■ INFORMATION GIVEN ■
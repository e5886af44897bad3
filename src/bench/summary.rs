//! Benchmark summary document (schema v1.1.0) and its validator.
//!
//! Summaries are built from typed structs, so shape errors are compile
//! errors; the validator guards the value-level constraints (rate ranges,
//! hash formats, required metadata) before anything is written to disk.

use std::process::Command;

use chrono::Utc;
use serde::{Deserialize, Serialize};
use sha2::{Digest, Sha256};
use thiserror::Error;

use crate::bench::scenario::ScenarioDoc;
use crate::bench::scoring::MetricsSummary;
use crate::types::Ablation;

/// Summary schema version emitted by this crate.
pub const SCHEMA_VERSION: &str = "1.1.0";

/// Validation failure for a summary payload.
#[derive(Debug, Error)]
#[error("summary schema validation failed: {0}")]
pub struct SummaryError(#[doc = "What failed validation."] pub String);

/// Reproducibility metadata attached to every summary.
#[derive(Debug, Clone, PartialEq, Serialize, Deserialize)]
pub struct SummaryMeta {
    /// Git commit of the benchmarked tree, or `unknown` outside a checkout.
    pub git_commit: String,
    /// UTC timestamp of the run.
    pub timestamp_utc: String,
    /// Toolchain floor the binary was built against.
    pub runtime_version: String,
    /// OS and architecture of the run host.
    pub platform: String,
    /// Seed recorded for the run.
    pub seed: u64,
    /// Content hash of the scenario list.
    pub scenario_hash: String,
    /// Content hash of defaults plus ablation flags.
    pub config_hash: String,
    /// Active policy content hash.
    pub policy_hash: String,
}

/// Complete summary document.
#[derive(Debug, Clone, Serialize, Deserialize)]
pub struct Summary {
    /// Schema version; always [`SCHEMA_VERSION`] when emitted here.
    pub schema_version: String,
    /// Headline metrics.
    #[serde(flatten)]
    pub metrics: MetricsSummary,
    /// Reproducibility metadata.
    #[serde(skip_serializing_if = "Option::is_none")]
    pub meta: Option<SummaryMeta>,
}

impl Summary {
    /// Assemble a summary from metrics and metadata.
    pub fn new(metrics: MetricsSummary, meta: SummaryMeta) -> Self {
        Self {
            schema_version: SCHEMA_VERSION.to_owned(),
            metrics,
            meta: Some(meta),
        }
    }
}

/// Build run metadata: git commit, timestamps, platform, and the scenario /
/// config / policy hashes.
pub fn build_summary_meta(
    seed: u64,
    scenario_doc: &ScenarioDoc,
    ablation: &Ablation,
    policy_hash: &str,
) -> SummaryMeta {
    let config = serde_json::json!({
        "ablation": ablation,
        "defaults": scenario_doc.defaults,
    });
    SummaryMeta {
        git_commit: git_commit(),
        timestamp_utc: Utc::now().to_rfc3339(),
        runtime_version: format!("rust-{}", env!("CARGO_PKG_RUST_VERSION")),
        platform: format!("{}-{}", std::env::consts::OS, std::env::consts::ARCH),
        seed,
        scenario_hash: sha256_json(&serde_json::json!(scenario_doc.scenarios)),
        config_hash: sha256_json(&config),
        policy_hash: policy_hash.to_owned(),
    }
}

/// Canonical JSON hash: keys serialize in sorted order, no whitespace.
pub fn sha256_json(value: &serde_json::Value) -> String {
    hex::encode(Sha256::digest(value.to_string().as_bytes()))
}

fn git_commit() -> String {
    Command::new("git")
        .args(["rev-parse", "HEAD"])
        .output()
        .ok()
        .filter(|out| out.status.success())
        .and_then(|out| String::from_utf8(out.stdout).ok())
        .map(|s| s.trim().to_owned())
        .filter(|s| !s.is_empty())
        .unwrap_or_else(|| "unknown".to_owned())
}

/// Validate a summary payload against the v1.1.0 constraints.
pub fn validate_summary(summary: &Summary) -> Result<(), SummaryError> {
    if summary.schema_version != SCHEMA_VERSION {
        return Err(SummaryError(format!(
            "schema_version must be {SCHEMA_VERSION}, got {}",
            summary.schema_version
        )));
    }

    for (name, rate) in [
        ("asr", summary.metrics.asr),
        ("leakage_rate", summary.metrics.leakage_rate),
        ("task_success_rate", summary.metrics.task_success_rate),
        ("false_positive_rate", summary.metrics.false_positive_rate),
    ] {
        if !rate.is_finite() || !(0.0..=1.0).contains(&rate) {
            return Err(SummaryError(format!("{name} out of range: {rate}")));
        }
    }
    if !summary.metrics.latency_ms_p95.is_finite() || summary.metrics.latency_ms_p95 < 0.0 {
        return Err(SummaryError("latency_ms_p95 must be non-negative".to_owned()));
    }

    let counts = &summary.metrics.counts;
    for (name, count) in [
        ("successful_attacks", counts.successful_attacks),
        ("leakage_events", counts.leakage_events),
        ("task_successes", counts.task_successes),
        ("false_positives", counts.false_positives),
    ] {
        if count > counts.total_runs {
            return Err(SummaryError(format!("counts.{name} exceeds total_runs")));
        }
    }

    let Some(meta) = &summary.meta else {
        return Err(SummaryError("meta is required".to_owned()));
    };
    for (name, value) in [
        ("git_commit", meta.git_commit.as_str()),
        ("timestamp_utc", meta.timestamp_utc.as_str()),
        ("runtime_version", meta.runtime_version.as_str()),
        ("platform", meta.platform.as_str()),
    ] {
        if value.is_empty() {
            return Err(SummaryError(format!("meta.{name} must be non-empty")));
        }
    }
    for (name, value) in [
        ("scenario_hash", meta.scenario_hash.as_str()),
        ("config_hash", meta.config_hash.as_str()),
        ("policy_hash", meta.policy_hash.as_str()),
    ] {
        if value.len() != 64 || !value.chars().all(|c| c.is_ascii_hexdigit()) {
            return Err(SummaryError(format!("meta.{name} must be a sha256 hex digest")));
        }
    }

    Ok(())
}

■ WORK ORDER ■
All of the records above are to be copied exactly.

■ FINAL ANSWER ■
repository e5886af44897bad3
filename src/bench/summary.rs
//! Benchmark summary document (schema v1.1.0) and its validator.
//!
//! Summaries are built from typed structs, so shape errors are compile
//! errors; the validator guards the value-level constraints (rate ranges,
//! hash formats, required metadata) before anything is written to disk.

use std::process::Command;

use chrono::Utc;
use serde::{Deserialize, Serialize};
use sha2::{Digest, Sha256};
use thiserror::Error;

use crate::bench::scenario::ScenarioDoc;
use crate::bench::scoring::MetricsSummary;
use crate::types::Ablation;

/// Summary schema version emitted by this crate.
pub const SCHEMA_VERSION: &str = "1.1.0";

/// Validation failure for a summary payload.
#[derive(Debug, Error)]
#[error("summary schema validation failed: {0}")]
pub struct SummaryError(#[doc = "What failed validation."] pub String);

/// Reproducibility metadata attached to every summary.
#[derive(Debug, Clone, PartialEq, Serialize, Deserialize)]
pub struct SummaryMeta {
    /// Git commit of the benchmarked tree, or `unknown` outside a checkout.
    pub git_commit: String,
    /// UTC timestamp of the run.
    pub timestamp_utc: String,
    /// Toolchain floor the binary was built against.
    pub runtime_version: String,
    /// OS and architecture of the run host.
    pub platform: String,
    /// Seed recorded for the run.
    pub seed: u64,
    /// Content hash of the scenario list.
    pub scenario_hash: String,
    /// Content hash of defaults plus ablation flags.
    pub config_hash: String,
    /// Active policy content hash.
    pub policy_hash: String,
}

/// Complete summary document.
#[derive(Debug, Clone, Serialize, Deserialize)]
pub struct Summary {
    /// Schema version; always [`SCHEMA_VERSION`] when emitted here.
    pub schema_version: String,
    /// Headline metrics.
    #[serde(flatten)]
    pub metrics: MetricsSummary,
    /// Reproducibility metadata.
    #[serde(skip_serializing_if = "Option::is_none")]
    pub meta: Option<SummaryMeta>,
}

impl Summary {
    /// Assemble a summary from metrics and metadata.
    pub fn new(metrics: MetricsSummary, meta: SummaryMeta) -> Self {
        Self {
            schema_version: SCHEMA_VERSION.to_owned(),
            metrics,
            meta: Some(meta),
        }
    }
}

/// Build run metadata: git commit, timestamps, platform, and the scenario /
/// config / policy hashes.
pub fn build_summary_meta(
    seed: u64,
    scenario_doc: &ScenarioDoc,
    ablation: &Ablation,
    policy_hash: &str,
) -> SummaryMeta {
    let config = serde_json::json!({
        "ablation": ablation,
        "defaults": scenario_doc.defaults,
    });
    SummaryMeta {
        git_commit: git_commit(),
        timestamp_utc: Utc::now().to_rfc3339(),
        runtime_version: format!("rust-{}", env!("CARGO_PKG_RUST_VERSION")),
        platform: format!("{}-{}", std::env::consts::OS, std::env::consts::ARCH),
        seed,
        scenario_hash: sha256_json(&serde_json::json!(scenario_doc.scenarios)),
        config_hash: sha256_json(&config),
        policy_hash: policy_hash.to_owned(),
    }
}

/// Canonical JSON hash: keys serialize in sorted order, no whitespace.
pub fn sha256_json(value: &serde_json::Value) -> String {
    hex::encode(Sha256::digest(value.to_string().as_bytes()))
}

fn git_commit() -> String {
    Command::new("git")
        .args(["rev-parse", "HEAD"])
        .output()
        .ok()
        .filter(|out| out.status.success())
        .and_then(|out| String::from_utf8(out.stdout).ok())
        .map(|s| s.trim().to_owned())
        .filter(|s| !s.is_empty())
        .unwrap_or_else(|| "unknown".to_owned())
}

/// Validate a summary payload against the v1.1.0 constraints.
pub fn validate_summary(summary: &Summary) -> Result<(), SummaryError> {
    if summary.schema_version != SCHEMA_VERSION {
        return Err(SummaryError(format!(
            "schema_version must be {SCHEMA_VERSION}, got {}",
            summary.schema_version
        )));
    }

    for (name, rate) in [
        ("asr", summary.metrics.asr),
        ("leakage_rate", summary.metrics.leakage_rate),
        ("task_success_rate", summary.metrics.task_success_rate),
        ("false_positive_rate", summary.metrics.false_positive_rate),
    ] {
        if !rate.is_finite() || !(0.0..=1.0).contains(&rate) {
            return Err(SummaryError(format!("{name} out of range: {rate}")));
        }
    }
    if !summary.metrics.latency_ms_p95.is_finite() || summary.metrics.latency_ms_p95 < 0.0 {
        return Err(SummaryError("latency_ms_p95 must be non-negative".to_owned()));
    }

    let counts = &summary.metrics.counts;
    for (name, count) in [
        ("successful_attacks", counts.successful_attacks),
        ("leakage_events", counts.leakage_events),
        ("task_successes", counts.task_successes),
        ("false_positives", counts.false_positives),
    ] {
        if count > counts.total_runs {
            return Err(SummaryError(format!("counts.{name} exceeds total_runs")));
        }
    }

    let Some(meta) = &summary.meta else {
        return Err(SummaryError("meta is required".to_owned()));
    };
    for (name, value) in [
        ("git_commit", meta.git_commit.as_str()),
        ("timestamp_utc", meta.timestamp_utc.as_str()),
        ("runtime_version", meta.runtime_version.as_str()),
        ("platform", meta.platform.as_str()),
    ] {
        if value.is_empty() {
            return Err(SummaryError(format!("meta.{name} must be non-empty")));
        }
    }
    for (name, value) in [
        ("scenario_hash", meta.scenario_hash.as_str()),
        ("config_hash", meta.config_hash.as_str()),
        ("policy_hash", meta.policy_hash.as_str()),
    ] {
        if value.len() != 64 || !value.chars().all(|c| c.is_ascii_hexdigit()) {
            return Err(SummaryError(format!("meta.{name} must be a sha256 hex digest")));
        }
    }

    Ok(())
}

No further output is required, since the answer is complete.